NO!「男性の取るだけ育休」
9月19日は「育児休業について考える日」とされていりのを知っていますか?
これは、男性が育休を取ることが自然な社会の実現を目指し、積水ハウスが2019年に制定した記念日です。
現在、民間企業に勤める男性の育休取得率は40%を超えていますが、最近では取得率だけでなく、家庭内での役割分担の在り方など、育休の「中身」に注目が集まっています。
(※2025年9月20日 朝日新聞の記事を参考に要約しています。)
育休の質を左右するのは夫婦の対話力
積水ハウスは9月19日に、「男性育休白書2025」を公表しました。
この調査は、全国で小学生以下の子どもと暮らす20~50代の男女9,262人を対象に実施されたもので、男性の育児休業に関する実態と課題が浮き彫りになっています。
結果からは、育休の内容をより良いものにするためには、夫婦間の円滑なコミュニケーションが極めて重要であることが明らかになったといいます。
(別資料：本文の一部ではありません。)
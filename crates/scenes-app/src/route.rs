//! Route templates and prefix-indexed route lookup
//!
//! A [`RouteTemplate`] splits `/orders/:id/items` into static and named
//! segments. A [`RouteIndex`] keys every template by its static prefix in a
//! radix trie, so resolving a path only tests the templates whose prefix the
//! path actually shares.

use crate::error::{AppError, AppResult};
use indexmap::IndexMap;
use radix_trie::Trie;
use serde::Serialize;
use std::fmt;

#[derive(Debug, Clone, PartialEq, Eq, Hash)]
enum Segment {
    Static(String),
    Param(String),
}

/// Parsed route template
#[derive(Debug, Clone, PartialEq, Eq, Hash)]
pub struct RouteTemplate {
    source: String,
    segments: Vec<Segment>,
}

/// Ordering of templates when several match one path
///
/// Longer templates win, then templates with more static segments.
#[derive(Debug, Clone, Copy, PartialEq, Eq, PartialOrd, Ord)]
pub struct RouteSpecificity {
    segments: usize,
    statics: usize,
}

impl RouteTemplate {
    /// Parse a template with `:name` parameters
    ///
    /// # Errors
    /// Returns [`AppError::InvalidRoute`] if the template is not absolute,
    /// declares an empty parameter name or repeats a parameter
    pub fn parse(template: &str) -> AppResult<Self> {
        if !template.starts_with('/') {
            return Err(AppError::invalid_route(template, "must start with '/'"));
        }

        let mut segments = Vec::new();
        for part in split_path(template) {
            match part.strip_prefix(':') {
                Some("") => {
                    return Err(AppError::invalid_route(template, "empty parameter name"));
                }
                Some(name) => {
                    let duplicate = segments
                        .iter()
                        .any(|s| matches!(s, Segment::Param(existing) if existing == name));
                    if duplicate {
                        return Err(AppError::invalid_route(
                            template,
                            format!("duplicate parameter ':{name}'"),
                        ));
                    }
                    segments.push(Segment::Param(name.to_string()));
                }
                None => segments.push(Segment::Static(part.to_string())),
            }
        }

        Ok(Self {
            source: template.to_string(),
            segments,
        })
    }

    /// Template whose segments are all static
    #[must_use]
    pub fn literal(path: &str) -> Self {
        Self {
            source: normalize(path),
            segments: split_path(path)
                .map(|s| Segment::Static(s.to_string()))
                .collect(),
        }
    }

    /// Template as declared
    #[inline]
    #[must_use]
    pub fn as_str(&self) -> &str {
        &self.source
    }

    /// Names of the template parameters in order
    #[must_use]
    pub fn param_names(&self) -> Vec<&str> {
        self.segments
            .iter()
            .filter_map(|s| match s {
                Segment::Param(name) => Some(name.as_str()),
                Segment::Static(_) => None,
            })
            .collect()
    }

    /// Check if the template has no parameters
    #[inline]
    #[must_use]
    pub fn is_static(&self) -> bool {
        self.segments.iter().all(|s| matches!(s, Segment::Static(_)))
    }

    /// Static segments before the first parameter, as a path
    #[must_use]
    pub fn static_prefix(&self) -> String {
        let statics: Vec<&str> = self
            .segments
            .iter()
            .map_while(|s| match s {
                Segment::Static(value) => Some(value.as_str()),
                Segment::Param(_) => None,
            })
            .collect();
        format!("/{}", statics.join("/"))
    }

    /// Rank used to pick among several matching templates
    #[must_use]
    pub fn specificity(&self) -> RouteSpecificity {
        RouteSpecificity {
            segments: self.segments.len(),
            statics: self
                .segments
                .iter()
                .filter(|s| matches!(s, Segment::Static(_)))
                .count(),
        }
    }

    /// Match the template against the start of `path`
    ///
    /// Matching is segment-wise, so `/test` matches `/test/tab` but not
    /// `/test1`.
    #[must_use]
    pub fn match_path(&self, path: &str) -> Option<RouteMatch> {
        let parts: Vec<&str> = split_path(path).collect();
        if parts.len() < self.segments.len() {
            return None;
        }

        let mut params = IndexMap::new();
        for (segment, part) in self.segments.iter().zip(&parts) {
            match segment {
                Segment::Static(value) if value == part => {}
                Segment::Static(_) => return None,
                Segment::Param(name) => {
                    params.insert(name.clone(), (*part).to_string());
                }
            }
        }

        let matched = &parts[..self.segments.len()];
        Some(RouteMatch {
            url: format!("/{}", matched.join("/")),
            path: self.source.clone(),
            params,
            is_exact: parts.len() == self.segments.len(),
        })
    }
}

impl fmt::Display for RouteTemplate {
    fn fmt(&self, f: &mut fmt::Formatter<'_>) -> fmt::Result {
        f.write_str(&self.source)
    }
}

/// Result of matching a template against a path
#[derive(Debug, Clone, PartialEq, Eq, Serialize)]
pub struct RouteMatch {
    /// Concrete part of the path the template consumed
    pub url: String,
    /// Template that matched
    pub path: String,
    /// Named parameters in template order
    pub params: IndexMap<String, String>,
    /// The template consumed the whole path
    pub is_exact: bool,
}

impl RouteMatch {
    /// Match of a static page url
    #[must_use]
    pub fn exact(url: &str) -> Self {
        let url = normalize(url);
        Self {
            path: url.clone(),
            url,
            params: IndexMap::new(),
            is_exact: true,
        }
    }

    /// Value of a named parameter
    #[inline]
    #[must_use]
    pub fn param(&self, name: &str) -> Option<&str> {
        self.params.get(name).map(String::as_str)
    }
}

/// Templates indexed by static prefix
pub struct RouteIndex<T> {
    trie: Trie<String, Vec<usize>>,
    routes: Vec<(RouteTemplate, T)>,
}

impl<T> RouteIndex<T> {
    /// Create an empty index
    #[inline]
    #[must_use]
    pub fn new() -> Self {
        Self {
            trie: Trie::new(),
            routes: Vec::new(),
        }
    }

    /// Add a route; declaration order breaks specificity ties
    pub fn insert(&mut self, template: RouteTemplate, value: T) {
        let key = template.static_prefix();
        let id = self.routes.len();
        self.routes.push((template, value));
        match self.trie.get_mut(&key) {
            Some(ids) => ids.push(id),
            None => {
                self.trie.insert(key, vec![id]);
            }
        }
    }

    /// Number of routes
    #[inline]
    #[must_use]
    pub fn len(&self) -> usize {
        self.routes.len()
    }

    /// Check if no routes are indexed
    #[inline]
    #[must_use]
    pub fn is_empty(&self) -> bool {
        self.routes.is_empty()
    }

    /// Routes in declaration order
    pub fn iter(&self) -> impl Iterator<Item = (&RouteTemplate, &T)> {
        self.routes.iter().map(|(t, v)| (t, v))
    }

    /// Every route matching the start of `path`, in declaration order
    #[must_use]
    pub fn candidates(&self, path: &str) -> Vec<(RouteMatch, &T)> {
        self.matching(path)
            .into_iter()
            .map(|(id, m)| (m, &self.routes[id].1))
            .collect()
    }

    /// Most specific route matching `path`
    #[must_use]
    pub fn best_match(&self, path: &str) -> Option<(RouteMatch, &T)> {
        let mut best: Option<(RouteSpecificity, usize, RouteMatch)> = None;
        for (id, matched) in self.matching(path) {
            let rank = self.routes[id].0.specificity();
            if best.as_ref().map_or(true, |(current, _, _)| rank > *current) {
                best = Some((rank, id, matched));
            }
        }
        best.map(|(_, id, matched)| (matched, &self.routes[id].1))
    }

    fn matching(&self, path: &str) -> Vec<(usize, RouteMatch)> {
        let mut ids: Vec<usize> = Vec::new();
        for prefix in path_prefixes(path) {
            if let Some(found) = self.trie.get(&prefix) {
                ids.extend(found);
            }
        }
        ids.sort_unstable();

        ids.into_iter()
            .filter_map(|id| self.routes[id].0.match_path(path).map(|m| (id, m)))
            .collect()
    }
}

impl<T> Default for RouteIndex<T> {
    fn default() -> Self {
        Self::new()
    }
}

impl<T> fmt::Debug for RouteIndex<T> {
    fn fmt(&self, f: &mut fmt::Formatter<'_>) -> fmt::Result {
        f.debug_list()
            .entries(self.routes.iter().map(|(t, _)| t.as_str()))
            .finish()
    }
}

/// Path with a single leading slash and no empty segments
#[must_use]
pub fn normalize(path: &str) -> String {
    let parts: Vec<&str> = split_path(path).collect();
    format!("/{}", parts.join("/"))
}

fn split_path(path: &str) -> impl Iterator<Item = &str> {
    path.split('/').filter(|s| !s.is_empty())
}

fn path_prefixes(path: &str) -> Vec<String> {
    let mut prefixes = vec!["/".to_string()];
    let mut current = String::new();
    for part in split_path(path) {
        current.push('/');
        current.push_str(part);
        prefixes.push(current.clone());
    }
    prefixes
}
調査では、育休を取得しても実際には育児や家事に関与していない、いわゆる「とるだけ育休」と呼ばれるケースに注目が集まりました。
配偶者がこのタイプに該当すると答えた女性たちの家庭内コミュニケーションへの満足度は55.6%でした。
一方で、「とるだけ育休ではない」と感じている女性の満足度は86.6%に達しており、30ポイント以上の差があることが分かりました。
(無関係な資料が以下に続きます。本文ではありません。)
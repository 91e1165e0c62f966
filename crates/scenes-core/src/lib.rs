//! Scenes Core
//!
//! Scene object graph: typed node state, parent/child ownership, activation
//! lifecycle, event buses and ancestor-scoped resource resolution.
//!
//! # Overview
//!
//! - **SceneObject**: a node in the tree, held as `Arc<dyn SceneObject>`
//! - **SceneObjectBase**: immutable state snapshots replaced on update
//! - **graph**: nearest-ancestor lookup of time ranges, data, variables and layouts
//! - **UrlSyncManager**: moves node state to and from query strings
//!
//! # Example
//!
//! ```rust
//! use scenes_core::prelude::*;
//! use scenes_core::{graph, SceneCanvasText, SceneFlexLayout, SceneTimeRange, SceneTimeRangeLike};
//!
//! let text = SceneCanvasText::new("CPU");
//! let layout = SceneFlexLayout::new(SceneFlexLayoutState {
//!     children: vec![text.clone()],
//!     slots: SceneSlots {
//!         time_range: Some(SceneTimeRange::new("now-1h", "now")),
//!         ..SceneSlots::default()
//!     },
//!     ..SceneFlexLayoutState::default()
//! });
//!
//! layout.activate();
//! assert!(text.is_active());
//! assert_eq!(graph::get_time_range(&*text).raw().from, "now-1h");
//! ```

#![warn(missing_docs)]

pub mod components;
pub mod data;
pub mod error;
pub mod events;
pub mod graph;
pub mod layout;
pub mod lifecycle;
pub mod object;
pub mod template;
pub mod time_range;
pub mod url_sync;
pub mod variables;
pub mod view;

// Re-exports
pub use components::{EmbeddedScene, EmbeddedSceneState, SceneCanvasText, SceneCanvasTextState};
pub use data::{DataFrame, Field, FieldType, LoadingState, PanelData, SceneDataNode, SceneDataProvider};
pub use error::{SceneError, SceneResult};
pub use events::{EventBus, SceneEvent, Subscription};
pub use layout::{
    FlexDirection, SceneFlexItem, SceneFlexItemState, SceneFlexLayout, SceneFlexLayoutState,
    SceneLayout,
};
pub use object::{
    attach, downcast_arc, SceneKey, SceneNode, SceneObject, SceneObjectBase, SceneObjectExt,
    SceneObjectRef, SceneSlots, SceneState, StateChange,
};
pub use time_range::{RawTimeRange, SceneTimeRange, SceneTimeRangeLike, TimeRange};
pub use url_sync::{
    Location, SceneObjectUrlValues, UrlSyncHandler, UrlSyncManager, UrlSyncOptions, UrlValue,
};
pub use variables::{
    CustomVariableValue, SceneVariable, SceneVariableValueChangedEvent, SceneVariables,
    VariableDependency, VariableHide, VariableUpdate, VariableValue, ALL_VARIABLE_TEXT,
    ALL_VARIABLE_VALUE,
};
pub use view::{RenderContext, TemplateInterpolator, ViewNode};

/// Prelude module for common imports
pub mod prelude {
    //! Common imports for building scene objects
    pub use crate::{
        attach, scene_object_casts, SceneError, SceneFlexLayoutState, SceneKey, SceneNode,
        SceneObject, SceneObjectBase, SceneObjectExt, SceneObjectRef, SceneResult, SceneSlots,
        SceneState, Subscription,
    };
}

/// Version of this crate
pub const VERSION: &str = env!("CARGO_PKG_VERSION");
//! Free-text variables

use crate::multi_value::VARIABLE_URL_PREFIX;
use scenes_core::prelude::*;
use scenes_core::url_sync::{SceneObjectUrlValues, UrlSyncHandler, UrlValue};
use scenes_core::{SceneVariable, SceneVariableValueChangedEvent, VariableValue};
use std::sync::Arc;

/// State of a [`TextBoxVariable`]
#[derive(Debug, Clone, PartialEq, Eq, Default)]
pub struct TextBoxVariableState {
    /// Variable name
    pub name: String,
    /// Picker label
    pub label: Option<String>,
    /// Entered text
    pub value: String,
    /// Keep the variable out of the URL
    pub skip_url_sync: bool,
}

impl SceneState for TextBoxVariableState {}

/// Variable whose value is typed in by the user
pub struct TextBoxVariable {
    base: SceneObjectBase<TextBoxVariableState>,
}

impl TextBoxVariable {
    /// Text box named `name` with an initial value
    #[must_use]
    pub fn new(name: impl Into<String>, value: impl Into<String>) -> Arc<Self> {
        Self::with_state(TextBoxVariableState {
            name: name.into(),
            value: value.into(),
            ..TextBoxVariableState::default()
        })
    }

    /// Text box from state
    #[must_use]
    pub fn with_state(state: TextBoxVariableState) -> Arc<Self> {
        attach(Self {
            base: SceneObjectBase::new(state),
        })
    }

    /// Current state snapshot
    #[inline]
    #[must_use]
    pub fn state(&self) -> Arc<TextBoxVariableState> {
        self.base.state()
    }

    /// Replace the text and publish a value-changed event
    pub fn set_value(&self, value: impl Into<String>) {
        let value = value.into();
        self.base.set_state(|s| s.value = value);
        let event = SceneVariableValueChangedEvent {
            name: self.base.state().name.clone(),
            key: self.key().clone(),
        };
        self.publish_to_ancestors(&event);
    }

    fn url_key(&self) -> String {
        format!("{VARIABLE_URL_PREFIX}{}", self.base.state().name)
    }
}

impl SceneObject for TextBoxVariable {
    fn node(&self) -> &SceneNode {
        self.base.node()
    }

    fn kind(&self) -> &'static str {
        "textbox"
    }

    scene_object_casts!();

    fn as_variable(&self) -> Option<&dyn SceneVariable> {
        Some(self)
    }

    fn as_url_sync(&self) -> Option<&dyn UrlSyncHandler> {
        Some(self)
    }
}

impl SceneVariable for TextBoxVariable {
    fn name(&self) -> String {
        self.base.state().name.clone()
    }

    fn label(&self) -> Option<String> {
        self.base.state().label.clone()
    }

    fn get_value(&self, _field_path: Option<&str>) -> Option<VariableValue> {
        Some(VariableValue::Text(self.base.state().value.clone()))
    }

    fn get_value_text(&self, _field_path: Option<&str>) -> String {
        self.base.state().value.clone()
    }

    fn into_variable(self: Arc<Self>) -> Arc<dyn SceneVariable> {
        self
    }
}

impl UrlSyncHandler for TextBoxVariable {
    fn url_keys(&self) -> Vec<String> {
        vec![self.url_key()]
    }

    fn get_url_state(&self) -> SceneObjectUrlValues {
        let state = self.base.state();
        let mut values = SceneObjectUrlValues::new();
        if !state.skip_url_sync {
            values.insert(self.url_key(), UrlValue::Single(state.value.clone()));
        }
        values
    }

    fn update_from_url(&self, values: &SceneObjectUrlValues) {
        if let Some(value) = values.get(&self.url_key()).and_then(UrlValue::first) {
            self.set_value(value);
        }
    }
}
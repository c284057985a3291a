//! The command layer: parsing input lines and running them against a
//! [`session::Session`].

pub mod command;
pub mod session;

pub use command::Command;
pub use session::{CommandResult, Session};
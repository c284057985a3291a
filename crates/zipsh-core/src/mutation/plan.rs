//! Validation of `mv` requests against the directory tree.

use std::collections::HashSet;

use crate::mutation::MoveError;
use crate::path::{resolve, segments, DirPath, EntryPath, FilePath};
use crate::tree::DirectoryTree;

/// What a validated `mv` will do.
#[derive(Debug, Clone, PartialEq, Eq)]
pub enum MovePlan {
    /// Source and destination are the same entry; nothing to do.
    Noop,
    /// Move `source` to `target`. `replaces` is set when `target` is an
    /// existing file that will be overwritten.
    Move {
        source: EntryPath,
        target: EntryPath,
        replaces: bool,
    },
}

/// Where the destination argument points.
enum Destination {
    /// An entry that already exists.
    Existing(EntryPath),
    /// A new name inside an existing directory.
    Rename(FilePath),
}

/// Checks an `mv` request and works out the final target path.
///
/// Checks run in this order, the first failure wins:
///
/// 1. exactly two arguments;
/// 2. both are resolved against `current`; a `..` segment in either is
///    rejected, since entry paths never climb;
/// 3. the source is not the root;
/// 4. the source exists as a file or directory;
/// 5. the destination exists, or is a new name in an existing directory;
/// 6. same source and destination is a [`MovePlan::Noop`];
/// 7. a directory cannot replace a file;
/// 8. a directory cannot move into its own subtree;
///
/// and finally moving into a directory must not clobber an existing entry.
///
/// When the destination is an existing directory the source moves inside
/// it and keeps its name; an existing file is replaced by a file source.
pub fn plan_move(
    args: &[String],
    current: &DirPath,
    tree: &DirectoryTree,
) -> Result<MovePlan, MoveError> {
    let [source_arg, dest_arg] = args else {
        return Err(MoveError::ArgumentCount(args.len()));
    };
    if let Some(arg) = [source_arg, dest_arg]
        .into_iter()
        .find(|arg| segments(arg).any(|s| s == ".."))
    {
        return Err(MoveError::ParentReference(arg.clone()));
    }

    let source_raw = resolve(current, source_arg);
    let dest_raw = resolve(current, dest_arg);

    if segments(&source_raw).next().is_none() {
        return Err(MoveError::RootSource);
    }
    let source = locate(&source_raw, tree)
        .ok_or_else(|| MoveError::SourceNotFound(source_arg.clone()))?;
    let destination = locate_destination(&dest_raw, tree)
        .ok_or_else(|| MoveError::DestinationNotFound(dest_arg.clone()))?;

    let (target, replaces, into_dir) = match destination {
        Destination::Existing(existing) if existing == source => return Ok(MovePlan::Noop),
        Destination::Existing(EntryPath::Dir(dir)) => (child_of(&dir, &source), false, true),
        Destination::Existing(EntryPath::File(file)) => {
            if source.is_dir() {
                return Err(MoveError::DirectoryOntoFile {
                    src: source.to_string(),
                    dest: file.to_string(),
                });
            }
            (EntryPath::File(file), true, false)
        }
        Destination::Rename(path) => (renamed(path, &source), false, false),
    };

    if target == source {
        return Ok(MovePlan::Noop);
    }
    if let EntryPath::Dir(dir) = &source {
        if dir.is_ancestor_of(target.as_str()) {
            return Err(MoveError::IntoOwnSubtree {
                src: source.to_string(),
                dest: target.to_string(),
            });
        }
    }
    if into_dir && occupied(tree, &target) {
        return Err(MoveError::DestinationExists(target.to_string()));
    }

    Ok(MovePlan::Move {
        source,
        target,
        replaces,
    })
}

/// The entry list after moving `source` to `target`, in the original order.
///
/// Entries at or below `source` are re-anchored under `target`; an entry
/// that the move overwrites is kept once.
pub fn apply_move(entries: &[EntryPath], source: &EntryPath, target: &EntryPath) -> Vec<EntryPath> {
    let mut seen = HashSet::new();
    entries
        .iter()
        .map(|entry| entry.rebase(source, target).unwrap_or_else(|| entry.clone()))
        .filter(|entry| seen.insert(entry.clone()))
        .collect()
}

fn locate(raw: &str, tree: &DirectoryTree) -> Option<EntryPath> {
    if !raw.ends_with('/') {
        if let Some(file) = FilePath::new(raw) {
            if tree.contains_file(&file) {
                return Some(EntryPath::File(file));
            }
        }
    }
    let dir = DirPath::new(raw);
    tree.contains_dir(&dir).then_some(EntryPath::Dir(dir))
}

fn locate_destination(raw: &str, tree: &DirectoryTree) -> Option<Destination> {
    if let Some(existing) = locate(raw, tree) {
        return Some(Destination::Existing(existing));
    }
    if raw.ends_with('/') {
        return None;
    }
    let path = FilePath::new(raw)?;
    tree.contains_dir(&path.parent())
        .then_some(Destination::Rename(path))
}

fn child_of(dir: &DirPath, source: &EntryPath) -> EntryPath {
    match source {
        EntryPath::Dir(src) => EntryPath::Dir(dir.join_dir(src.name().unwrap_or_default())),
        EntryPath::File(src) => EntryPath::File(dir.join_file(src.name())),
    }
}

fn renamed(path: FilePath, source: &EntryPath) -> EntryPath {
    if source.is_dir() {
        EntryPath::Dir(DirPath::new(path.as_str()))
    } else {
        EntryPath::File(path)
    }
}

/// `true` if a file or a directory already sits at `target`'s name.
fn occupied(tree: &DirectoryTree, target: &EntryPath) -> bool {
    let bare = target.as_str().trim_end_matches('/');
    FilePath::new(bare).is_some_and(|file| tree.contains_file(&file))
        || tree.contains_dir(&DirPath::new(bare))
}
また、育休中に夫婦で役割分担についての話し合いができていたかどうかも、満足度に大きな影響を与えていました。
満足度が高い層ほど「話し合いができていた」と回答する割合が高く、逆に満足度が低い層ではその割合が大きく下がる傾向が見られました。
育休の過ごし方に変化。夫婦で工夫する育児スタイルへ
育児休業の期間中に、夫婦が協力して効率的に育児を進める方法として、「シフト制」や「分担制」を取り入れる家庭が増えてきています。
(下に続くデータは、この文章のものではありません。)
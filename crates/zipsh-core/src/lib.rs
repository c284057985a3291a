//! zipsh core library: a shell view over a zip archive.
//!
//! `zipsh-core` turns the flat member list of an archive into a navigable
//! directory tree and implements the shell commands on top of it. It has no
//! terminal handling of its own; the `zipsh` binary drives a [`Session`]
//! from standard input.
//!
//! # Modules
//!
//! - [`path`]: typed archive paths ([`DirPath`], [`FilePath`], [`EntryPath`]) and resolution.
//! - [`archive`]: the [`ArchiveCodec`] seam, the zip codec and the opened [`Archive`].
//! - [`tree`]: the [`DirectoryTree`] index and the `tree` renderer.
//! - [`nav`]: [`Navigation`] state for `cd`, and `ls` listings.
//! - [`mutation`]: `mv` validation and the crash-safe rewrite of the archive.
//! - [`shell`]: command parsing and the [`Session`] dispatcher.
//! - [`config`]: TOML settings.
//! - [`error`]: unified error type ([`CoreError`]) and result alias ([`CoreResult`]).

pub mod archive;
pub mod config;
pub mod error;
pub mod mutation;
pub mod nav;
pub mod path;
pub mod shell;
pub mod tree;

pub use archive::{Archive, ArchiveCodec, ArchiveFormat, ZipCodec};
pub use config::{ArchiveConfig, Compression, Config, LogConfig, ShellConfig};
pub use error::{CoreError, CoreResult};
pub use mutation::{apply_move, execute_move, plan_move, rewrite_archive, MoveError, MovePlan};
pub use nav::{list_directory, Navigation};
pub use path::{DirPath, EntryPath, FilePath};
pub use shell::{Command, CommandResult, Session};
pub use tree::{render_tree, DirectoryTree, TreeChild, TreeReport};

/// Normalises a string to NFC (composed) form.
///
/// Archives written on macOS often carry NFD (decomposed) member names, so
/// names are re-composed before they are compared or displayed.
pub fn nfc_string(s: &str) -> String {
    use unicode_normalization::UnicodeNormalization;
    s.nfc().collect()
}
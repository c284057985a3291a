//! Directory listing (`ls`).

use crate::path::DirPath;
use crate::tree::DirectoryTree;

/// Names of the immediate children of `dir`, in entry order.
///
/// Only direct children are returned, never deeper descendants.
/// Directories keep their trailing `/`. An unknown directory lists as empty.
pub fn list_directory(tree: &DirectoryTree, dir: &DirPath) -> Vec<String> {
    tree.children_of(dir)
        .map(|children| children.iter().map(|c| c.name.clone()).collect())
        .unwrap_or_default()
}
東京都港区にあるAIベンチャー企業「グリッド」に勤務する藤田直樹さん(40)は、第1子の誕生にあわせて2023年9月から11月まで、さらに第2子誕生時には2025年4月から7月まで、それぞれ約3か月間の育休を取得しました。
第1子のときには、夫婦で交代制を導入し、藤田さんは午後11時から翌朝8時までを担当。
日中には2回に分けて4時間ずつ睡眠をとる生活リズムを構築しました。「育休がなければ、到底ここまでできなかった」と振り返ります。
第2子の際には役割分担制に切り替え、藤田さんが長男の寝かしつけや保育園への送りを受け持ち、夜間の対応は妻が担当したとのことです。
ニッセイ基礎研究所の久我尚子上席研究員は、「男性の育休取得は広がりを見せていますが、実際の育児への関わりが浅いまま終わるケースもまだ多く見られます。夫婦が協力して家庭を支えるという観点から、育休の質を高める取り組みが今後さらに重要になります」と話しています。